══ Records for this task ══

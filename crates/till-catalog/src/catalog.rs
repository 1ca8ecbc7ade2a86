//! Validated reference data bundle.

use till_core::validation::{validate_catalog, validate_promotions};
use till_core::{CatalogItem, Promotion, ReceiptPipeline};
use tracing::info;

use crate::error::{CatalogError, CatalogResult};
use crate::source::{Fixtures, ItemSource, PromotionSource};

/// Items and promotions that passed validation.
///
/// ## Usage
/// ```rust
/// use till_catalog::Catalog;
///
/// let catalog = Catalog::builtin().unwrap();
/// let receipt = catalog.pipeline().build(&["ITEM000001-3"]).unwrap();
///
/// assert_eq!(receipt.total_saved.to_string(), "3.00");
/// ```
#[derive(Debug, Clone)]
pub struct Catalog {
    items: Vec<CatalogItem>,
    promotions: Vec<Promotion>,
}

impl Catalog {
    /// Loads and validates both halves of the reference data.
    pub fn load<I, P>(items: &I, promotions: &P) -> CatalogResult<Self>
    where
        I: ItemSource + ?Sized,
        P: PromotionSource + ?Sized,
    {
        let loaded_items = items.load_all_items()?;
        validate_catalog(&loaded_items).map_err(|e| CatalogError::invalid(items.origin(), e))?;

        let loaded_promotions = promotions.load_promotions()?;
        validate_promotions(&loaded_promotions)
            .map_err(|e| CatalogError::invalid(promotions.origin(), e))?;

        info!(
            items = loaded_items.len(),
            promotions = loaded_promotions.len(),
            "Catalog ready"
        );

        Ok(Catalog {
            items: loaded_items,
            promotions: loaded_promotions,
        })
    }

    /// The compiled-in kata catalog.
    pub fn builtin() -> CatalogResult<Self> {
        Self::load(&Fixtures, &Fixtures)
    }

    pub fn items(&self) -> &[CatalogItem] {
        &self.items
    }

    pub fn promotions(&self) -> &[Promotion] {
        &self.promotions
    }

    /// A receipt pipeline bound to this catalog.
    pub fn pipeline(&self) -> ReceiptPipeline<'_> {
        ReceiptPipeline::new(&self.items, &self.promotions)
    }
}
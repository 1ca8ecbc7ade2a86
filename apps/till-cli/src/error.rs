//! # CLI Error Types
//!
//! Everything that can stop a `till` run.
//!
//! ```text
//! CoreError ─────┐
//! CatalogError ──┼──► CliError ──► main: "error: …" on stderr, exit 1
//! ConfigError ───┤
//! I/O (tags, receipt, stdout) ┘
//! ```

use std::path::PathBuf;

use thiserror::Error;
use till_catalog::CatalogError;
use till_core::CoreError;

// =============================================================================
// Configuration Errors
// =============================================================================

/// Errors while resolving `till.toml`, environment and flags.
#[derive(Debug, Error)]
pub enum ConfigError {
    /// An explicitly requested config file doesn't exist.
    #[error("Config file not found: {}", .0.display())]
    NotFound(PathBuf),

    #[error("Failed to read config {}: {source}", path.display())]
    Read {
        path: PathBuf,
        #[source]
        source: std::io::Error,
    },

    #[error("Failed to parse config {}: {source}", path.display())]
    Parse {
        path: PathBuf,
        #[source]
        source: toml::de::Error,
    },

    /// The merged configuration is unusable.
    #[error("Invalid configuration: {0}")]
    Invalid(String),
}

/// Result type for configuration operations.
pub type ConfigResult<T> = Result<T, ConfigError>;

// =============================================================================
// CLI Errors
// =============================================================================

/// Top-level error for a `till` run.
#[derive(Debug, Error)]
pub enum CliError {
    #[error(transparent)]
    Config(#[from] ConfigError),

    #[error(transparent)]
    Catalog(#[from] CatalogError),

    #[error(transparent)]
    Core(#[from] CoreError),

    #[error("Failed to read tags file {}: {source}", path.display())]
    TagsFile {
        path: PathBuf,
        #[source]
        source: std::io::Error,
    },

    /// A tags file that looks like JSON but isn't an array of strings.
    #[error("Tags file {} is not a JSON array of strings: {source}", path.display())]
    TagsFormat {
        path: PathBuf,
        #[source]
        source: serde_json::Error,
    },

    #[error("Failed to write receipt to {}: {source}", path.display())]
    ReceiptFile {
        path: PathBuf,
        #[source]
        source: std::io::Error,
    },

    #[error("Failed to serialize receipt: {0}")]
    Json(#[from] serde_json::Error),

    #[error("Failed to write to stdout: {0}")]
    Stdout(#[source] std::io::Error),
}

/// Result type for CLI operations.
pub type CliResult<T> = Result<T, CliError>;
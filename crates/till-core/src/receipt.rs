//! # Receipt Formatter
//!
//! Builds the structured [`Receipt`] and renders it as text.
//!
//! ## Layout
//! ```text
//! ***<没钱赚商店>收据***
//! 名称：雪碧，数量：5瓶，单价：3.00(元)，小计：12.00(元)
//! 名称：荔枝，数量：2.5斤，单价：15.00(元)，小计：37.50(元)
//! ----------------------
//! 总计：49.50(元)
//! 节省：3.00(元)
//! **********************
//! ```
//!
//! Rendering is pure. Writing the text anywhere (stdout, a file) is the
//! caller's job.

use serde::{Deserialize, Serialize};

use crate::money::Money;
use crate::promotion::PromotedItem;
use crate::quantity::Quantity;
use crate::totals::Totals;

/// Divider between item lines and totals.
pub const SEPARATOR_LINE: &str = "----------------------";

/// Closing banner.
pub const FOOTER_LINE: &str = "**********************";

/// A receipt line. Same as [`PromotedItem`] without the barcode.
#[derive(Debug, Clone, PartialEq, Eq, Serialize, Deserialize)]
#[serde(rename_all = "camelCase")]
pub struct ReceiptItem {
    pub name: String,
    pub unit: String,
    pub price: Money,
    pub count: Quantity,
    pub pay_price: Money,
    pub saved: Money,
}

impl From<&PromotedItem> for ReceiptItem {
    fn from(item: &PromotedItem) -> Self {
        ReceiptItem {
            name: item.name.clone(),
            unit: item.unit.clone(),
            price: item.price,
            count: item.count,
            pay_price: item.pay_price,
            saved: item.saved,
        }
    }
}

/// The final priced, discounted cart.
#[derive(Debug, Clone, PartialEq, Eq, Serialize, Deserialize)]
#[serde(rename_all = "camelCase")]
pub struct Receipt {
    pub receipt_items: Vec<ReceiptItem>,
    pub total_pay_price: Money,
    pub total_saved: Money,
}

impl Receipt {
    /// Renders the receipt for the given store. See [`render_receipt`].
    pub fn render(&self, store_name: &str) -> String {
        render_receipt(self, store_name)
    }

    /// Checks if the receipt has no lines.
    pub fn is_empty(&self) -> bool {
        self.receipt_items.is_empty()
    }
}

/// Builds the receipt from promoted items and their totals.
pub fn build_receipt(items: &[PromotedItem], totals: Totals) -> Receipt {
    Receipt {
        receipt_items: items.iter().map(ReceiptItem::from).collect(),
        total_pay_price: totals.total_pay_price,
        total_saved: totals.total_saved,
    }
}

/// Renders a receipt as fixed-format text.
///
/// Lines are joined with `\n`; there is no trailing newline.
///
/// ## Example
/// ```rust
/// use till_core::receipt::{render_receipt, Receipt};
/// use till_core::Money;
///
/// let empty = Receipt {
///     receipt_items: vec![],
///     total_pay_price: Money::zero(),
///     total_saved: Money::zero(),
/// };
/// let text = render_receipt(&empty, "没钱赚商店");
/// assert!(text.starts_with("***<没钱赚商店>收据***\n"));
/// assert!(text.contains("总计：0.00(元)"));
/// ```
pub fn render_receipt(receipt: &Receipt, store_name: &str) -> String {
    let mut lines = Vec::with_capacity(receipt.receipt_items.len() + 5);

    lines.push(format!("***<{}>收据***", store_name));
    for item in &receipt.receipt_items {
        lines.push(format!(
            "名称：{}，数量：{}{}，单价：{}(元)，小计：{}(元)",
            item.name, item.count, item.unit, item.price, item.pay_price
        ));
    }
    lines.push(SEPARATOR_LINE.to_string());
    lines.push(format!("总计：{}(元)", receipt.total_pay_price));
    lines.push(format!("节省：{}(元)", receipt.total_saved));
    lines.push(FOOTER_LINE.to_string());

    lines.join("\n")
}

═══

| Exercise instructions |
Only the lines above from the line with "render_receipt(self, store_name)" to the line with "pub fn build_receipt(items: &[PromotedItem], totals: Totals)", those two lines included, should be reproduced exactly.

| Exercise output |
        render_receipt(self, store_name)
    }

    /// Checks if the receipt has no lines.
    pub fn is_empty(&self) -> bool {
        self.receipt_items.is_empty()
    }
}

/// Builds the receipt from promoted items and their totals.
pub fn build_receipt(items: &[PromotedItem], totals: Totals) -> Receipt {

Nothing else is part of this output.